Rector of Quincy Parish Renounces Episcopal Church as Fight for Property Continues

Episcopal News Service. March 24, 1994 [94060]

In a continuing struggle over the future of historic St. John's Episcopal Church in Quincy, Illinois, two denominations may face each other in court, now that the former rector and vestry of the parish have chosen to affiliate with the Anglican Church of America (ACA), a small denomination that broke away from the Episcopal Church in the late 1970s.

Gary Blade, senior warden of a group of former Episcopalians -- now known as St. John's Anglican Church -- wrote to parishioners informing them that the vestry had voted 8 to O to affiliate with the ACA. The Rev. Garrett Clanton, former rector of the parish, publicly renounced his affiliation with the Episcopal Church during a news conference on March 17 and was received into the ACA on March 19.

Blade said that Clanton would soon return from a sabbatical in his capacity as rector -- although as a priest in good standing with the ACA. According to Blade, Clanton will leave his post as rector of St. John's Anglican Church effective August 15, 1994, and the vestry has appointed a search committee to elect a new ACA rector to succeed Clanton.

Dissidents win initial court battle

The recent developments are the latest in a long string of disputes that have divided the 235-member parish (See story in March 10 ENS).
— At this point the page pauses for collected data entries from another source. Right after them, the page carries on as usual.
// SPDX-License-Identifier: BUSL-1.1
// Copyright (c) 2026 Alfred Jean LLC

//! The external per-fingerprint state store. This module only defines the
//! trait boundary; `StatesContext` in `sw-storage` mediates the
//! fetch/set/update/release/flush protocol against it.

#[cfg(any(test, feature = "test-support"))]
mod fake;
#[cfg(any(test, feature = "test-support"))]
pub use fake::{InMemoryStatesBackend, StatesCall};

mod memory;
pub use memory::MemoryStatesBackend;

use async_trait::async_trait;
use sw_core::{Fingerprint, Request, State};
use thiserror::Error;

#[derive(Debug, Error)]
pub enum StatesError {
    #[error("states backend error: {0}")]
    Backend(String),
}

/// The external store backing per-fingerprint crawl state. Implementations
/// may perform I/O in every method (spec §4.1).
#[async_trait]
pub trait StatesBackend: Send + Sync + 'static {
    /// Load cache entries for the given fingerprints from durable storage
    /// into whatever in-memory representation the backend keeps.
    async fn fetch(&self, fingerprints: &[Fingerprint]) -> Result<(), StatesError>;

    /// Overwrite cached state for each request's fingerprint, deriving the
    /// state from the request's current in-memory representation (e.g. a
    /// freshly-discovered link starts `NOT_CRAWLED`).
    async fn set_states(&self, requests: &[Request]) -> Result<(), StatesError>;

    /// Write the given requests' cached state back to durable storage.
    async fn update_cache(&self, requests: &[Request]) -> Result<(), StatesError>;

    /// Persist the entire in-memory cache to durable storage. May be
    /// long-running; safe to call concurrently with `set_states`/
    /// `update_cache` only because the worker's single-threaded model
    /// ensures they never actually overlap (spec §5).
    async fn flush(&self) -> Result<(), StatesError>;

    /// Current cached state for a fingerprint, if loaded.
    async fn state(&self, fingerprint: &Fingerprint) -> Option<State>;
}

#[cfg(test)]
#[path = "mod_tests.rs"]
mod tests;
// SPDX-License-Identifier: BUSL-1.1
// Copyright (c) 2026 Alfred Jean LLC

use super::*;
use clap::Parser;

#[test]
fn requires_config() {
    let err = Cli::try_parse_from(["sw-worker"]).unwrap_err();
    assert_eq!(err.kind(), clap::error::ErrorKind::MissingRequiredArgument);
}

#[test]
fn log_level_defaults_to_info() {
    let cli = Cli::try_parse_from(["sw-worker", "--config", "settings.toml"]).unwrap();
    assert_eq!(cli.log_level, "info");
    assert!(cli.strategy.is_none());
    assert!(cli.partition_id.is_none());
}

#[test]
fn overrides_parse() {
    let cli = Cli::try_parse_from([
        "sw-worker",
        "--config",
        "settings.toml",
        "--strategy",
        "strategies::MyStrategy",
        "--partition-id",
        "3",
        "--log-level",
        "debug",
    ])
    .unwrap();
    assert_eq!(cli.strategy.as_deref(), Some("strategies::MyStrategy"));
    assert_eq!(cli.partition_id, Some(3));
    assert_eq!(cli.log_level, "debug");
}
// SPDX-License-Identifier: BUSL-1.1
// Copyright (c) 2026 Alfred Jean LLC

//! In-memory consumer/producer pair for tests.

use super::{BusError, MessageBusConsumer, MessageBusProducer, RawMessage};
use async_trait::async_trait;
use parking_lot::Mutex;
use std::collections::VecDeque;
use std::sync::Arc;
use std::time::Duration;

/// A recorded call to [`FakeConsumer::get_messages`].
#[derive(Debug, Clone, PartialEq, Eq)]
pub struct ConsumerCall {
    pub count: usize,
    pub timeout: Duration,
}

struct FakeConsumerState {
    queue: VecDeque<RawMessage>,
    calls: Vec<ConsumerCall>,
    closed: bool,
}

/// Consumer backed by a preloaded in-memory queue. `get_messages` drains
/// up to `count` messages immediately rather than actually waiting out
/// `timeout` — tests don't want to sleep.
#[derive(Clone)]
pub struct FakeConsumer {
    inner: Arc<Mutex<FakeConsumerState>>,
}

impl FakeConsumer {
    pub fn new() -> Self {
        Self {
            inner: Arc::new(Mutex::new(FakeConsumerState {
                queue: VecDeque::new(),
                calls: Vec::new(),
                closed: false,
            })),
        }
    }

    /// Enqueue a message to be returned by a future `get_messages` call.
    pub fn push(&self, msg: RawMessage) {
        self.inner.lock().queue.push_back(msg);
    }

    pub fn calls(&self) -> Vec<ConsumerCall> {
        self.inner.lock().calls.clone()
    }

    pub fn is_closed(&self) -> bool {
        self.inner.lock().closed
    }
}

impl Default for FakeConsumer {
    fn default() -> Self {
        Self::new()
    }
}

#[async_trait]
impl MessageBusConsumer for FakeConsumer {
    async fn get_messages(
        &self,
        count: usize,
        timeout: Duration,
    ) -> Result<Vec<RawMessage>, BusError> {
        let mut state = self.inner.lock();
        state.calls.push(ConsumerCall { count, timeout });
        let mut out = Vec::with_capacity(count.min(state.queue.len()));
        for _ in 0..count {
            match state.queue.pop_front() {
                Some(m) => out.push(m),
                None => break,
            }
        }
        Ok(out)
    }

    async fn close(&self) -> Result<(), BusError> {
        self.inner.lock().closed = true;
        Ok(())
    }
}

/// A recorded call to [`FakeProducer::send`].
#[derive(Debug, Clone, PartialEq, Eq)]
pub struct ProducerCall {
    pub payload: Vec<u8>,
}

struct FakeProducerState {
    sent: Vec<ProducerCall>,
    flushes: usize,
    closed: bool,
}

#[derive(Clone)]
pub struct FakeProducer {
    inner: Arc<Mutex<FakeProducerState>>,
}

impl FakeProducer {
    pub fn new() -> Self {
        Self {
            inner: Arc::new(Mutex::new(FakeProducerState {
                sent: Vec::new(),
                flushes: 0,
                closed: false,
            })),
        }
    }

    pub fn sent(&self) -> Vec<ProducerCall> {
        self.inner.lock().sent.clone()
    }

    pub fn flush_count(&self) -> usize {
        self.inner.lock().flushes
    }

    pub fn is_closed(&self) -> bool {
        self.inner.lock().closed
    }
}

impl Default for FakeProducer {
    fn default() -> Self {
        Self::new()
    }
}

#[async_trait]
impl MessageBusProducer for FakeProducer {
    async fn send(&self, payload: Vec<u8>) -> Result<(), BusError> {
        self.inner.lock().sent.push(ProducerCall { payload });
        Ok(())
    }

    async fn flush(&self) -> Result<(), BusError> {
        self.inner.lock().flushes += 1;
        Ok(())
    }

    async fn close(&self) -> Result<(), BusError> {
        self.inner.lock().closed = true;
        Ok(())
    }
}

#[cfg(test)]
#[path = "fake_tests.rs"]
mod tests;
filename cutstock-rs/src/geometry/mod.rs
mod rect;

pub use rect::Rect;
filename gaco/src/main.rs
use std::fs;
use std::path::Path;

use anyhow::{Context, Result};
use clap::Parser as ClapParser;
use cutstock_rs::entities::{PartCatalog, Placement};
use cutstock_rs::stats::collect_stats;
use gaco::config::GACConfig;
use gaco::ga::GeneticOptimizer;
use gaco::io;
use gaco::io::cli::Cli;
use gaco::io::ext_repr::{ExtFailure, ExtJob, ExtSolution, ExtStats};
use gaco::io::layout_to_svg::sheet_to_svg;
use gaco::EPOCH;
use log::{info, warn};
use rand::SeedableRng;
use rand::prelude::SmallRng;

fn main() -> Result<()> {
    let args = Cli::parse();
    io::init_logger(args.log_level)?;

    let job = io::read_job(args.input_file.as_path())?;
    let config = match job.algorithm_settings {
        Some(settings) => settings,
        None => {
            warn!("[MAIN] job carries no algorithmSettings, using defaults");
            GACConfig::default()
        }
    };
    info!("[MAIN] running with {config:?}");

    let input_stem = args
        .input_file
        .file_stem()
        .and_then(|stem| stem.to_str())
        .context("input file has no usable name")?;

    if !args.solution_folder.exists() {
        fs::create_dir_all(&args.solution_folder).with_context(|| {
            format!(
                "could not create solution folder: {}",
                args.solution_folder.display()
            )
        })?;
    }
    let solution_path = args.solution_folder.join(format!("sol_{input_stem}.json"));

    match optimize(&job, config) {
        Ok((catalog, placements, stats)) => {
            let n_sheets = stats.sheets_count;
            io::write_json(&ExtSolution::new(&placements, stats), &solution_path)?;

            for sheet in 0..n_sheets {
                let svg_path = args
                    .solution_folder
                    .join(format!("sol_{input_stem}_{sheet}.svg"));
                let svg = sheet_to_svg(&catalog, &placements, sheet);
                io::write_svg(&svg, Path::new(&svg_path))?;
            }
            Ok(())
        }
        Err(err) => {
            io::write_json(&ExtFailure::new(format!("{err:#}")), &solution_path)?;
            Err(err)
        }
    }
}

fn optimize(job: &ExtJob, config: GACConfig) -> Result<(PartCatalog, Vec<Placement>, ExtStats)> {
    let details: Vec<(i64, i64)> = job.details.iter().map(|d| (d.width, d.height)).collect();
    let catalog = PartCatalog::new(job.sheet_width, job.sheet_height, &details)?;

    let rng = match config.prng_seed {
        Some(seed) => SmallRng::seed_from_u64(seed),
        None => SmallRng::from_os_rng(),
    };

    let placements = GeneticOptimizer::new(catalog.clone(), config, rng).solve()?;
    let stats = collect_stats(&catalog, &placements, config.scrap_filter());
    info!(
        "[MAIN] {} parts on {} sheets, efficiency {:.1}%",
        placements.len(),
        stats.sheets_count,
        stats.efficiency
    );

    let ext_stats = ExtStats::new(&stats, EPOCH.elapsed().as_secs_f64());
    Ok((catalog, placements, ext_stats))
}
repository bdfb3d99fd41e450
use std::time::Instant;

use once_cell::sync::Lazy;

pub mod config;
pub mod ga;
pub mod io;
pub mod redistribute;

pub static EPOCH: Lazy<Instant> = Lazy::new(Instant::now);
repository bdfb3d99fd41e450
use std::cmp::Reverse;

use cutstock_rs::entities::PartCatalog;
use rand::prelude::SmallRng;
use rand::seq::SliceRandom;

/// A placement-priority ordering: a permutation of part ids `0..N`.
/// Never mutated in place; every transformation yields a fresh individual.
#[derive(Clone, Debug, PartialEq, Eq, Hash)]
pub struct Chromosome {
    pub genes: Vec<usize>,
}

impl Chromosome {
    pub fn new(genes: Vec<usize>) -> Self {
        Chromosome { genes }
    }

    pub fn len(&self) -> usize {
        self.genes.len()
    }

    pub fn is_empty(&self) -> bool {
        self.genes.is_empty()
    }
}

/// Seeds the initial population: five deterministic greedy orderings
/// (descending width, height, area, perimeter and aspect ratio), the rest
/// uniformly random permutations. Ties in the greedy sorts keep input
/// order.
pub fn seed_population(
    catalog: &PartCatalog,
    population_size: usize,
    rng: &mut SmallRng,
) -> Vec<Chromosome> {
    let base: Vec<usize> = (0..catalog.n_parts()).collect();
    let part = |&id: &usize| &catalog.parts[id];

    let mut population = Vec::with_capacity(population_size);
    for key in [
        (|p| p.width) as fn(&cutstock_rs::entities::Part) -> i64,
        |p| p.height,
        |p| p.area,
        |p| p.perimeter(),
    ] {
        let mut genes = base.clone();
        genes.sort_by_key(|id| Reverse(key(part(id))));
        population.push(Chromosome::new(genes));
    }

    let mut by_aspect = base.clone();
    by_aspect.sort_by(|a, b| {
        // descending max/min ratio, compared by cross-multiplication to
        // stay in integer arithmetic
        let (a, b) = (part(a), part(b));
        let (max_a, min_a) = (a.width.max(a.height), a.width.min(a.height));
        let (max_b, min_b) = (b.width.max(b.height), b.width.min(b.height));
        (max_b * min_a).cmp(&(max_a * min_b))
    });
    population.push(Chromosome::new(by_aspect));

    while population.len() < population_size {
        let mut genes = base.clone();
        genes.shuffle(rng);
        population.push(Chromosome::new(genes));
    }
    population.truncate(population_size);
    population
}

#[cfg(test)]
mod tests {
    use super::*;
    use cutstock_rs::util::assertions;
    use rand::SeedableRng;

    fn catalog() -> PartCatalog {
        PartCatalog::new(200, 200, &[(10, 80), (50, 50), (100, 5), (30, 30)]).unwrap()
    }

    #[test]
    fn greedy_seeds_follow_their_sort_keys() {
        let mut rng = SmallRng::seed_from_u64(0);
        let population = seed_population(&catalog(), 8, &mut rng);

        assert_eq!(population.len(), 8);
        // width: 100x5, 50x50, 30x30, 10x80
        assert_eq!(population[0].genes, vec![2, 1, 3, 0]);
        // height: 10x80, 50x50, 30x30, 100x5
        assert_eq!(population[1].genes, vec![0, 1, 3, 2]);
        // area: 2500, 800, 900, 500 -> 50x50, 30x30, 10x80, 100x5
        assert_eq!(population[2].genes, vec![1, 3, 0, 2]);
        // perimeter: 180, 200, 210, 120 -> 100x5, 50x50, 10x80, 30x30
        assert_eq!(population[3].genes, vec![2, 1, 0, 3]);
        // aspect ratio: 8, 1, 20, 1 -> 100x5, 10x80, 50x50, 30x30
        assert_eq!(population[4].genes, vec![2, 0, 1, 3]);
    }

    #[test]
    fn every_individual_is_a_permutation() {
        let mut rng = SmallRng::seed_from_u64(42);
        let population = seed_population(&catalog(), 20, &mut rng);
        assert!(
            population
                .iter()
                .all(|c| assertions::is_permutation(&c.genes, 4))
        );
    }

    #[test]
    fn tiny_population_truncates_the_greedy_seeds() {
        let mut rng = SmallRng::seed_from_u64(0);
        let population = seed_population(&catalog(), 2, &mut rng);
        assert_eq!(population.len(), 2);
    }
}
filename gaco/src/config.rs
use cutstock_rs::freespace::ScrapFilter;
use serde::{Deserialize, Serialize};

/// Configuration for the genetic cutting optimizer
#[derive(Debug, Serialize, Deserialize, Clone, Copy)]
#[serde(default, rename_all = "camelCase")]
pub struct GACConfig {
    /// Number of individuals per generation
    pub population_size: usize,
    /// Upper bound on generations; the search may stop earlier on convergence
    pub generations: usize,
    /// Probability of the random-swap mutation per child
    pub mutation_rate: f64,
    /// Fraction of the population carried over unchanged each generation
    pub elitism_rate: f64,
    /// Number of random draws per tournament selection
    pub tournament_size: usize,
    /// Minimum width for a leftover piece to count as usable scrap
    pub min_scrap_width: i64,
    /// Minimum height for a leftover piece to count as usable scrap
    pub min_scrap_height: i64,
    /// Seed for the PRNG. If undefined, the algorithm will run in non-deterministic mode using entropy
    pub prng_seed: Option<u64>,
}

impl Default for GACConfig {
    fn default() -> Self {
        Self {
            population_size: 1000,
            generations: 50,
            mutation_rate: 0.15,
            elitism_rate: 0.1,
            tournament_size: 4,
            min_scrap_width: 0,
            min_scrap_height: 0,
            prng_seed: None,
        }
    }
}

impl GACConfig {
    pub fn scrap_filter(&self) -> ScrapFilter {
        ScrapFilter::new(self.min_scrap_width, self.min_scrap_height)
    }
}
On March 11, parishioners who wish to remain in the Episcopal Church lost a request for a temporary injunction that would have guaranteed them access to the church building and frozen all assets until the dispute with dissidents was settled.

Nevertheless, diocesan officials were undaunted in their determination to uphold the clear ownership of the building and the estimated $2 million endowment. "The denial of the preliminary injunction is only a minor setback," said the Rev. Canon J.C. Emerson, diocesan communication officer, in a March 15 press release following the judgment of the court.

Emerson said that the diocese has joined parishioners who remain Episcopalians in a lawsuit to "make the parish's case and end the illegal occupation of the property of the legitimate St. John's Episcopal Church by a renegade and dissident few."

Until the property dispute is settled, members of St. John's Episcopal Church are meeting in a space nearby.